Monday, February 23, 2015

Living the life you want

I mark my past decade by babies and surgeries. In 2005 and 2007 my children were born, ironically via a surgical c-section. In 2009, I had a total shoulder replacement on my left side. In 2011, I had half of my right shoulder replaced. In 2013, I had the other half replaced, it failed. In 2014 I had the whole right shoulder replaced. In 2015, I’ll have orthoscopic surgery to remove a protruding screw on my right side. This is how I have marked my time in my 30s.

I think something clicked into place in 2013, after I found out I needed more surgery. I realized that I am not going to get “better”, that if 22 years of drugs, needles and surgeries hadn’t provided any form of remission for my RA, it was unlikely to occur in the future. This doesn’t mean I’m not trying to get better, but my expectations for my outcome have been reduced significantly. Lower expectations provide for less disappointment in the end. At times, I’ve been pleasantly surprised by what I’ve been able to do pain-free on occasion. Life is too short not to actually live – or at least try.

There is a sense of relief that comes with accepting what is. I’ve entered into a more zen-like state in my attitude towards my RA. I rage and rail against it on my blog, and to a select few people in my life, but for the most part I’ve become somewhat immune to the highs and lows that come with having a chronic condition. I am less and less shocked by the events of my life as they pertain to my health.

I’ve started to carve out the life I want. I want to travel. I want to drink as many interesting beers as I can. Ditto for scotch. I want to see as much live music as I can. I want a meaningful and progressive career. I want to write. I want to be read. I want to show my kids the world. I want to go on more dates with my husband. I want to be happy. I want to lead a good life, a life I am proud of and a life with few regrets.
 
Much of my effort has stemmed from the fact that if I don’t create these memories, “carpe diem” or embrace a “yolo” attitude now, my best years will be behind me and so will my health, and I’ll be left without the memories in crippled body surrounded by piles of regrets. And I really don’t want that.

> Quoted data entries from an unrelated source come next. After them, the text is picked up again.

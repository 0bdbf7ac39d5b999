//! Request-scoped context passed into every coordinator call.

use super::models::RoleId;
use uuid::Uuid;

/// Who is calling and how to correlate their logs
#[derive(Debug, Clone, PartialEq, Eq)]
pub struct RequestContext {
    pub role_id: RoleId,
    pub request_id: String,
}

impl RequestContext {
    pub fn new(role_id: RoleId, request_id: impl Into<String>) -> Self {
        Self {
            role_id,
            request_id: request_id.into(),
        }
    }

    /// Context with a fresh correlation ID
    pub fn generate(role_id: RoleId) -> Self {
        Self::new(role_id, Uuid::new_v4().to_string())
    }
}

impl std::fmt::Display for RequestContext {
    fn fmt(&self, f: &mut std::fmt::Formatter<'_>) -> std::fmt::Result {
        write!(f, "[{}] role {}", self.request_id, self.role_id)
    }
}
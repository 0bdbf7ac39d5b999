//! External collaborators consumed by the battle engine.
//!
//! - [`Ledger`]: idempotent item/pet balance adjustments that never go negative
//! - [`RoleRegistry`]: the per-player "currently enrolled desk" flag plus the
//!   battle counters kept on the role record
//! - [`ResultLog`]: durable record of finished desks
//!
//! [`PgLedger`] implements all three over PostgreSQL (schema in
//! `pet_battle/sql/schema.sql`); [`MemoryLedger`] keeps everything in process
//! memory for tests and local runs.
//!
//! ## Example
//!
//! ```no_run
//! use pet_battle::battle::ResourceAmount;
//! use pet_battle::db::Database;
//! use pet_battle::ledger::{Ledger, PgLedger};
//!
//! #[tokio::main]
//! async fn main() -> Result<(), Box<dyn std::error::Error>> {
//!     let db = Database::connect(&Default::default()).await?;
//!     let ledger = PgLedger::from_database(&db);
//!
//!     // Grant two units of pet 101 to role 1
//!     let balance = ledger
//!         .adjust_balance(1, ResourceAmount::pet(101, 2), "grant_1_101")
//!         .await?;
//!     println!("Pet balance: {}", balance);
//!
//!     Ok(())
//! }
//! ```

pub mod errors;
pub mod memory;
pub mod models;
pub mod postgres;

pub use errors::{LedgerError, LedgerResult};
pub use memory::MemoryLedger;
pub use models::{ResourceEntry, RoleRecord};
pub use postgres::PgLedger;

use crate::battle::{BattleRecord, ResourceAmount, ResourceKind, RoleId};
use async_trait::async_trait;
use std::sync::Arc;

/// Item/pet balances
#[async_trait]
pub trait Ledger: Send + Sync {
    /// Current balance, 0 for resources never held
    async fn balance(&self, owner: RoleId, kind: ResourceKind, resource_id: i32)
    -> LedgerResult<i64>;

    /// Apply a signed delta and return the new balance
    ///
    /// Replaying an `idempotency_key` applies nothing and returns the balance
    /// recorded when the key was first used.
    ///
    /// # Errors
    ///
    /// * `LedgerError::InsufficientBalance` - Debit would go negative
    /// * `LedgerError::InvalidAmount` - Zero delta
    async fn adjust_balance(
        &self,
        owner: RoleId,
        delta: ResourceAmount,
        idempotency_key: &str,
    ) -> LedgerResult<i64>;
}

/// Battle fields of the role record
#[async_trait]
pub trait RoleRegistry: Send + Sync {
    /// Role record, fresh if the player never joined a battle
    async fn role(&self, role_id: RoleId) -> LedgerResult<RoleRecord>;

    /// Atomically debit `entry`, point the enrollment flag at `desk_id` and
    /// bump the battle count
    ///
    /// # Errors
    ///
    /// * `LedgerError::AlreadyEnrolled` - Flag points at another desk
    /// * `LedgerError::InsufficientBalance` - Cannot pay the entry
    async fn enroll(
        &self,
        role_id: RoleId,
        desk_id: &str,
        entry: ResourceAmount,
        idempotency_key: &str,
    ) -> LedgerResult<()>;

    /// Undo an enrollment: refund, clear the flag and drop the battle count
    ///
    /// Returns false and changes nothing when the flag does not point at `desk_id`.
    async fn withdraw(
        &self,
        role_id: RoleId,
        desk_id: &str,
        refund: ResourceAmount,
        idempotency_key: &str,
    ) -> LedgerResult<bool>;

    /// Credit `rewards` and clear the enrollment flag in one transaction
    ///
    /// Returns false and credits nothing when the flag does not point at
    /// `desk_id`, which makes a repeated collect harmless.
    async fn collect(
        &self,
        role_id: RoleId,
        desk_id: &str,
        rewards: &[ResourceAmount],
    ) -> LedgerResult<bool>;

    /// Mark the tutorial battle as played; false if it already was
    async fn complete_tutorial(&self, role_id: RoleId) -> LedgerResult<bool>;
}

/// Durable log of finished desks
#[async_trait]
pub trait ResultLog: Send + Sync {
    /// Store a finished desk; recording the same desk again overwrites it
    async fn record(&self, record: &BattleRecord) -> LedgerResult<()>;

    async fn find(&self, desk_id: &str) -> LedgerResult<Option<BattleRecord>>;
}

/// The three collaborators bundled for the coordinator
#[derive(Clone)]
pub struct Collaborators {
    pub ledger: Arc<dyn Ledger>,
    pub roles: Arc<dyn RoleRegistry>,
    pub results: Arc<dyn ResultLog>,
}

impl Collaborators {
    /// Use one backend for all three roles
    pub fn from_backend<B>(backend: Arc<B>) -> Self
    where
        B: Ledger + RoleRegistry + ResultLog + 'static,
    {
        Self {
            ledger: backend.clone(),
            roles: backend.clone(),
            results: backend,
        }
    }
}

My daughter, Chelsea, and I went to see Katy Perry last year when she came to Ottawa. Chels was 7 at the time, and this was her first concert.  We dressed in Katy-style pink and purple wigs and sang our hearts out to all our favourite song. It was Chelsea and I creating a memory together.  I want to create as many of those memories as I can.
 
The show capped off with fireworks and her signature song “Firework”. A happy song for a happy post.

Saturday, February 7, 2015

Arthritis by the Numbers

I'm flaring. Again. This is the fourth flare requiring prednisone (aka "Satan's Tic Tacs") in the past 12 months. Granted I've been off my fancy arthritis meds due to recent surgery for the past 4 months, but I'm a little fed up with how significantly my RA is inconveniencing the rest of my life. I'd like to work, I'd like to parent my children, I'd like to go on a date with my husband, I'd like to go out, I'd like to not be in pain, I'd like to not meter out my spoons like they were made of pure gold. I'd really like a ray of hope.

To put this in perspective, I have pulled some stats on my RA:

1 - The number of upcoming surgeries I have scheduled in the next 3 months
2 - The number of shoulder biopsies I've had to date
3- The number of shoulder surgeries on my right side alone alone,  in a 4 year period
4 - The number of shoulder surgeries I've had in 5 years
5 - I've had 5 surgeries in total related to my RA
24 - The number of years I’ve had RA.
30 - The number of times I’ve seen my orthopaedic surgeon in 5 ½ years.
Dozens - The number of x-rays I've had in my RA career.
100's - the number of needles I've had for various injections and withdrawals in and out of my body, including the ones I've given to myself.
1000's - the number of pills I've taken in the past 24 years.

My RA is a part of my life. It is happening, and – like many things in life – it’s how you manage through the obstacles that life throws at you that determine your character. Right now, don’t care about how character-building this might be. One could argue that I’ve built a lifetime of character throughout the past 24 years.

One of the best gems that I found was Tom Odell's "Another Love". All my tears have been used up, I don't know how to grieve for this disease any more.